Match the string "cannot" against each line below, and copy every line that matches.

-------

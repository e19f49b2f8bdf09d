//! Calendar projection of a path's topic schedule.
//!
//! Topics map to displayable events with an inclusive start and an exclusive
//! end, carrying the topic's positional index so that selecting an event
//! resolves back to the exact topic. Index, not content: topic labels are not
//! guaranteed unique within a path.

use chrono::{Datelike, Days, NaiveDate, Weekday};

use crate::model::{Topic, TopicStatus};
use crate::progress::is_overdue;

//
// ─── EVENT PROJECTION ─────────────────────────────────────────────────────────
//

/// A topic rendered as a calendar event.
#[derive(Debug, Clone, PartialEq, Eq)]
pub struct CalendarEvent {
    /// Position of the topic in the (start-date-sorted) sequence.
    pub index: usize,
    pub title: String,
    pub status: TopicStatus,
    pub overdue: bool,
    /// Inclusive first day.
    pub start: NaiveDate,
    /// Exclusive day after the last covered day.
    pub end: NaiveDate,
}

impl CalendarEvent {
    /// True if the event covers the given day.
    #[must_use]
    pub fn covers(&self, day: NaiveDate) -> bool {
        self.start <= day && day < self.end
    }
}

/// Projects each topic to an event.
///
/// Start defaults to `today` when absent; the end is the day after
/// `end_date` so an event spans across its final day, defaulting to the day
/// after the start.
#[must_use]
pub fn project_events(topics: &[Topic], today: NaiveDate) -> Vec<CalendarEvent> {
    topics
        .iter()
        .enumerate()
        .map(|(index, topic)| {
            let start = topic.start_date.unwrap_or(today);
            let end = topic
                .end_date
                .unwrap_or(start)
                .checked_add_days(Days::new(1))
                .unwrap_or(NaiveDate::MAX);
            CalendarEvent {
                index,
                title: topic.topic.clone(),
                status: topic.status,
                overdue: is_overdue(topic, today),
                start,
                end: end.max(start.checked_add_days(Days::new(1)).unwrap_or(NaiveDate::MAX)),
            }
        })
        .collect()
}

//
// ─── MONTH GRID ───────────────────────────────────────────────────────────────
//

/// One day cell of a month view.
#[derive(Debug, Clone, PartialEq, Eq)]
pub struct DayCell {
    pub date: NaiveDate,
    /// False for the leading/trailing days that pad the first and last week.
    pub in_month: bool,
    /// Indices into the event slice the grid was built from.
    pub events: Vec<usize>,
}

/// A month laid out in Sunday-first weeks, with events bucketed per day.
#[derive(Debug, Clone, PartialEq, Eq)]
pub struct MonthGrid {
    pub year: i32,
    pub month: u32,
    pub weeks: Vec<Vec<DayCell>>,
}

impl MonthGrid {
    /// Builds the grid for the month containing `anchor`.
    ///
    /// # Panics
    ///
    /// Never panics for dates representable by `NaiveDate`.
    #[must_use]
    pub fn for_month(anchor: NaiveDate, events: &[CalendarEvent]) -> Self {
        let year = anchor.year();
        let month = anchor.month();
        let first = NaiveDate::from_ymd_opt(year, month, 1)
            .expect("first of an existing month is valid");
        let lead = u64::from(first.weekday().num_days_from_sunday());
        let mut day = first
            .checked_sub_days(Days::new(lead))
            .unwrap_or(first);

        let mut weeks = Vec::new();
        loop {
            let mut week = Vec::with_capacity(7);
            for _ in 0..7 {
                let cell_events = events
                    .iter()
                    .enumerate()
                    .filter(|(_, ev)| ev.covers(day))
                    .map(|(i, _)| i)
                    .collect();
                week.push(DayCell {
                    date: day,
                    in_month: day.year() == year && day.month() == month,
                    events: cell_events,
                });
                day = day.checked_add_days(Days::new(1)).unwrap_or(NaiveDate::MAX);
            }
            weeks.push(week);
            let past_month = day.year() > year || (day.year() == year && day.month() > month);
            if past_month && day.weekday() == Weekday::Sun {
                break;
            }
        }

        Self { year, month, weeks }
    }
}

/// First day of the month before the one containing `anchor`.
#[must_use]
pub fn prev_month(anchor: NaiveDate) -> NaiveDate {
    let (year, month) = if anchor.month() == 1 {
        (anchor.year() - 1, 12)
    } else {
        (anchor.year(), anchor.month() - 1)
    };
    NaiveDate::from_ymd_opt(year, month, 1).unwrap_or(anchor)
}

/// First day of the month after the one containing `anchor`.
#[must_use]
pub fn next_month(anchor: NaiveDate) -> NaiveDate {
    let (year, month) = if anchor.month() == 12 {
        (anchor.year() + 1, 1)
    } else {
        (anchor.year(), anchor.month() + 1)
    };
    NaiveDate::from_ymd_opt(year, month, 1).unwrap_or(anchor)
}
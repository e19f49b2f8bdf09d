use std::fs;
use std::io::ErrorKind;
use std::path::PathBuf;
use std::sync::RwLock;

use crate::error::TokenStoreError;

/// Holds the single opaque bearer token.
///
/// The file-backed store re-reads the file on every `get`, so a navigation
/// decision always sees what is actually persisted rather than a cached copy
/// that could desync. The in-memory variant exists for tests.
#[derive(Debug)]
pub enum TokenStore {
    File { path: PathBuf },
    InMemory(RwLock<Option<String>>),
}

impl TokenStore {
    /// A store persisting the token at the given path.
    #[must_use]
    pub fn file(path: PathBuf) -> Self {
        Self::File { path }
    }

    /// A store that forgets the token when dropped.
    #[must_use]
    pub fn in_memory() -> Self {
        Self::InMemory(RwLock::new(None))
    }

    /// Returns the stored token, if a non-empty one exists.
    #[must_use]
    pub fn get(&self) -> Option<String> {
        let raw = match self {
            TokenStore::File { path } => fs::read_to_string(path).ok()?,
            TokenStore::InMemory(cell) => cell.read().ok()?.clone()?,
        };
        let token = raw.trim();
        if token.is_empty() {
            None
        } else {
            Some(token.to_string())
        }
    }

    /// Persists the token, replacing any previous one.
    ///
    /// # Errors
    ///
    /// Returns `TokenStoreError::Write` when the token file cannot be
    /// written.
    pub fn set(&self, token: &str) -> Result<(), TokenStoreError> {
        match self {
            TokenStore::File { path } => {
                if let Some(parent) = path.parent() {
                    fs::create_dir_all(parent).map_err(TokenStoreError::Write)?;
                }
                fs::write(path, token).map_err(TokenStoreError::Write)
            }
            TokenStore::InMemory(cell) => {
                if let Ok(mut guard) = cell.write() {
                    *guard = Some(token.to_string());
                }
                Ok(())
            }
        }
    }

    /// Removes the stored token. Clearing an already-empty store succeeds.
    ///
    /// # Errors
    ///
    /// Returns `TokenStoreError::Clear` when the token file exists but cannot
    /// be removed.
    pub fn clear(&self) -> Result<(), TokenStoreError> {
        match self {
            TokenStore::File { path } => match fs::remove_file(path) {
                Ok(()) => Ok(()),
                Err(err) if err.kind() == ErrorKind::NotFound => Ok(()),
                Err(err) => Err(TokenStoreError::Clear(err)),
            },
            TokenStore::InMemory(cell) => {
                if let Ok(mut guard) = cell.write() {
                    *guard = None;
                }
                Ok(())
            }
        }
    }
}
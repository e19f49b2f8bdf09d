use dioxus::prelude::*;
use dioxus_router::Router;

use crate::routes::Route;

/// Root component. Routing happens inside the error boundary so a panicking
/// view cannot take the whole window down.
#[component]
pub fn App() -> Element {
    rsx! {
        document::Stylesheet { href: asset!("/assets/style.css") }
        document::Title { "Career Guidance" }

        div { class: "app-root",
            ErrorBoundary {
                handle_error: |errors: ErrorContext| rsx! {
                    div { class: "fatal",
                        h1 { "Something broke" }
                        p { "Restart the app. If it keeps happening, the details below help." }
                        pre { "{errors:?}" }
                    }
                },
                Router::<Route> {}
            }
        }
    }
}
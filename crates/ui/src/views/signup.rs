use dioxus::prelude::*;
use dioxus_router::{Link, use_navigator};

use crate::context::AppContext;
use crate::routes::Route;
use crate::views::ViewError;

#[component]
pub fn SignupView() -> Element {
    let ctx = use_context::<AppContext>();
    let navigator = use_navigator();
    let mut email = use_signal(String::new);
    let mut password = use_signal(String::new);
    let mut error = use_signal(|| None::<ViewError>);
    let mut busy = use_signal(|| false);

    let submit = move |_| {
        if busy() {
            return;
        }
        let auth = ctx.auth();
        let email_value = email().trim().to_string();
        let password_value = password();
        if email_value.is_empty() || password_value.is_empty() {
            error.set(Some(ViewError::local("Email and password are required.")));
            return;
        }
        let mut busy = busy;
        let mut error = error;
        spawn(async move {
            busy.set(true);
            error.set(None);
            match auth.signup(&email_value, &password_value).await {
                // The account exists now; sign in from the login page.
                Ok(_) => {
                    navigator.replace(Route::Login {});
                }
                Err(err) => error.set(Some(err.into())),
            }
            busy.set(false);
        });
    };

    rsx! {
        div { class: "auth-page",
            div { class: "auth-card",
                h2 { "Create account" }
                if let Some(err) = error() {
                    p { class: "error-banner", "{err.message()}" }
                }
                label { "Email"
                    input {
                        r#type: "email",
                        value: "{email()}",
                        oninput: move |evt| email.set(evt.value()),
                    }
                }
                label { "Password"
                    input {
                        r#type: "password",
                        value: "{password()}",
                        oninput: move |evt| password.set(evt.value()),
                    }
                }
                button {
                    class: "btn btn-primary",
                    r#type: "button",
                    disabled: busy(),
                    onclick: submit,
                    if busy() { "Creating..." } else { "Sign up" }
                }
                p { class: "auth-switch",
                    "Already registered? "
                    Link { to: Route::Login {}, "Sign in" }
                }
            }
        }
    }
}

-------

## RESULT OF THIS TASK
    /// Returns `TokenStoreError::Write` when the token file cannot be
    /// Returns `TokenStoreError::Clear` when the token file exists but cannot
/// view cannot take the whole window down.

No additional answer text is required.